Exactly reproduce the lines from the top of the entries below through the line containing "const DEFAULT_RATE_LIMIT_WINDOW_SECS: u64", with both ends included.

(Beginning of STUDY MATERIAL)

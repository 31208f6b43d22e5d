use clap::Parser;

const DEFAULT_SERVER_HOST: &str = "0.0.0.0";
const DEFAULT_SERVER_PORT: u16 = 3000;
const DEFAULT_MGMT_PORT: u16 = 3001;
const DEFAULT_SHUTDOWN_TIMEOUT_SECS: u64 = 30;
const DEFAULT_TRUSTED_PROXIES: &str = "10.0.0.0/8,172.16.0.0/12,192.168.0.0/16,127.0.0.1/32";

const DEFAULT_RATE_LIMIT_REQUESTER_PER_MIN: u32 = 10;
const DEFAULT_RATE_LIMIT_TARGET_PER_MIN: u32 = 50;
const DEFAULT_RATE_LIMIT_IP_PER_MIN: u32 = 100;
const DEFAULT_RATE_LIMIT_WINDOW_SECS: u64 = 60;

const DEFAULT_MAX_ONE_TIME_PREKEYS: i64 = 100;
const DEFAULT_ONE_TIME_PREKEY_REFILL_THRESHOLD: i64 = 10;
const DEFAULT_SIGNED_PREKEY_TTL_DAYS: i64 = 7;

const DEFAULT_SEAL_INTERVAL_SECS: u64 = 60;
const DEFAULT_SEAL_BATCH_THRESHOLD: usize = 1024;

const DEFAULT_DB_READY_TIMEOUT_MS: u64 = 500;
const DEFAULT_COUNTER_STORE_READY_TIMEOUT_MS: u64 = 500;

const DEFAULT_REQUEST_TIMEOUT_READ_SECS: u64 = 15;
const DEFAULT_REQUEST_TIMEOUT_WRITE_SECS: u64 = 30;

#[derive(Clone, Debug, Parser)]
#[command(version, about, long_about = None)]
pub struct Config {
    #[command(flatten)]
    pub server: ServerConfig,

    #[command(flatten)]
    pub database: DatabaseConfig,

    #[command(flatten)]
    pub counter_store: CounterStoreConfig,

    #[command(flatten)]
    pub signing: SigningConfig,

    #[command(flatten)]
    pub sealing: SealingConfig,

    #[command(flatten)]
    pub rate_limit: RateLimitConfig,

    #[command(flatten)]
    pub keys: KeysConfig,

    #[command(flatten)]
    pub auth: AuthConfig,

    #[command(flatten)]
    pub telemetry: TelemetryConfig,

    #[command(flatten)]
    pub health: HealthConfig,
}

impl Config {
    #[must_use]
    pub fn load() -> Self {
        Self::parse()
    }
}

#[derive(Clone, Debug, Parser)]
pub struct ServerConfig {
    #[arg(long, env, default_value = DEFAULT_SERVER_HOST)]
    pub host: String,

    #[arg(long, env = "PORT", default_value_t = DEFAULT_SERVER_PORT)]
    pub port: u16,

    #[arg(long, env, default_value_t = DEFAULT_MGMT_PORT)]
    pub mgmt_port: u16,

    #[arg(long, env, default_value_t = DEFAULT_SHUTDOWN_TIMEOUT_SECS)]
    pub shutdown_timeout_secs: u64,

    /// Comma-separated list of CIDRs to trust for X-Forwarded-For IP extraction.
    #[arg(long, env, default_value = DEFAULT_TRUSTED_PROXIES)]
    pub trusted_proxies: String,

    #[arg(long, env, default_value_t = DEFAULT_REQUEST_TIMEOUT_READ_SECS)]
    pub request_timeout_read_secs: u64,

    #[arg(long, env, default_value_t = DEFAULT_REQUEST_TIMEOUT_WRITE_SECS)]
    pub request_timeout_write_secs: u64,
}

#[derive(Clone, Debug, Parser)]
pub struct DatabaseConfig {
    #[arg(long, env)]
    pub database_url: String,

    #[arg(long, env, default_value_t = DEFAULT_DB_READY_TIMEOUT_MS)]
    pub ready_timeout_ms: u64,
}

#[derive(Clone, Debug, Parser)]
pub struct CounterStoreConfig {
    #[arg(long, env)]
    pub counter_store_url: String,

    #[arg(long, env, default_value_t = DEFAULT_COUNTER_STORE_READY_TIMEOUT_MS)]
    pub ready_timeout_ms: u64,
}

/// Material for the active tree-head signing key. The key itself is provisioned
/// out-of-band (e.g. a mounted secret); this only carries the algorithm tag and the
/// base64-encoded key bytes.
#[derive(Clone, Debug, Parser)]
pub struct SigningConfig {
    #[arg(long, env, value_enum, default_value = "ed25519")]
    pub algorithm: SigningAlgorithmArg,

    /// Base64-encoded signing key material (format depends on `algorithm`).
    #[arg(long, env)]
    pub signing_key_b64: String,
}

#[derive(Clone, Copy, Debug, clap::ValueEnum)]
pub enum SigningAlgorithmArg {
    Ed25519,
    P256Ecdsa,
}

#[derive(Clone, Debug, Parser)]
pub struct SealingConfig {
    #[arg(long, env, default_value_t = DEFAULT_SEAL_INTERVAL_SECS)]
    pub interval_secs: u64,

    #[arg(long, env, default_value_t = DEFAULT_SEAL_BATCH_THRESHOLD)]
    pub batch_threshold: usize,
}

#[derive(Clone, Debug, Parser)]
pub struct RateLimitConfig {
    #[arg(long, env, default_value_t = DEFAULT_RATE_LIMIT_REQUESTER_PER_MIN)]
    pub requester_per_min: u32,

    #[arg(long, env, default_value_t = DEFAULT_RATE_LIMIT_TARGET_PER_MIN)]
    pub target_per_min: u32,

    #[arg(long, env, default_value_t = DEFAULT_RATE_LIMIT_IP_PER_MIN)]
    pub ip_per_min: u32,

    #[arg(long, env, default_value_t = DEFAULT_RATE_LIMIT_WINDOW_SECS)]
    pub window_secs: u64,
}

#[derive(Clone, Debug, Parser)]
pub struct KeysConfig {
    #[arg(long, env, default_value_t = DEFAULT_MAX_ONE_TIME_PREKEYS)]
    pub max_one_time_prekeys: i64,

    #[arg(long, env, default_value_t = DEFAULT_ONE_TIME_PREKEY_REFILL_THRESHOLD)]
    pub one_time_prekey_refill_threshold: i64,

    #[arg(long, env, default_value_t = DEFAULT_SIGNED_PREKEY_TTL_DAYS)]
    pub signed_prekey_ttl_days: i64,
}

#[derive(Clone, Debug, Parser)]
pub struct AuthConfig {
    #[arg(long, env)]
    pub jwt_secret: String,

    #[arg(long, env)]
    pub jwt_audience: Option<String>,
}

#[derive(Clone, Debug, Parser)]
pub struct TelemetryConfig {
    #[arg(long, env)]
    pub otlp_endpoint: Option<String>,

    #[arg(long, env, default_value_t = 1.0)]
    pub trace_sampling_ratio: f64,

    #[arg(long, env, value_enum, default_value = "text")]
    pub log_format: LogFormat,
}

#[derive(Clone, Copy, Debug, PartialEq, Eq, clap::ValueEnum)]
pub enum LogFormat {
    Text,
    Json,
}

#[derive(Clone, Debug, Parser)]
pub struct HealthConfig {
    #[arg(long, env, default_value_t = 500)]
    pub db_timeout_ms: u64,

    #[arg(long, env, default_value_t = 500)]
    pub counter_store_timeout_ms: u64,
}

(End of STUDY MATERIAL)

*ANSWER TO THIS PROBLEM*.
repository 31208f6b43d22e5d
use clap::Parser;

const DEFAULT_SERVER_HOST: &str = "0.0.0.0";
const DEFAULT_SERVER_PORT: u16 = 3000;
const DEFAULT_MGMT_PORT: u16 = 3001;
const DEFAULT_SHUTDOWN_TIMEOUT_SECS: u64 = 30;
const DEFAULT_TRUSTED_PROXIES: &str = "10.0.0.0/8,172.16.0.0/12,192.168.0.0/16,127.0.0.1/32";

const DEFAULT_RATE_LIMIT_REQUESTER_PER_MIN: u32 = 10;
const DEFAULT_RATE_LIMIT_TARGET_PER_MIN: u32 = 50;
const DEFAULT_RATE_LIMIT_IP_PER_MIN: u32 = 100;
const DEFAULT_RATE_LIMIT_WINDOW_SECS: u64 = 60;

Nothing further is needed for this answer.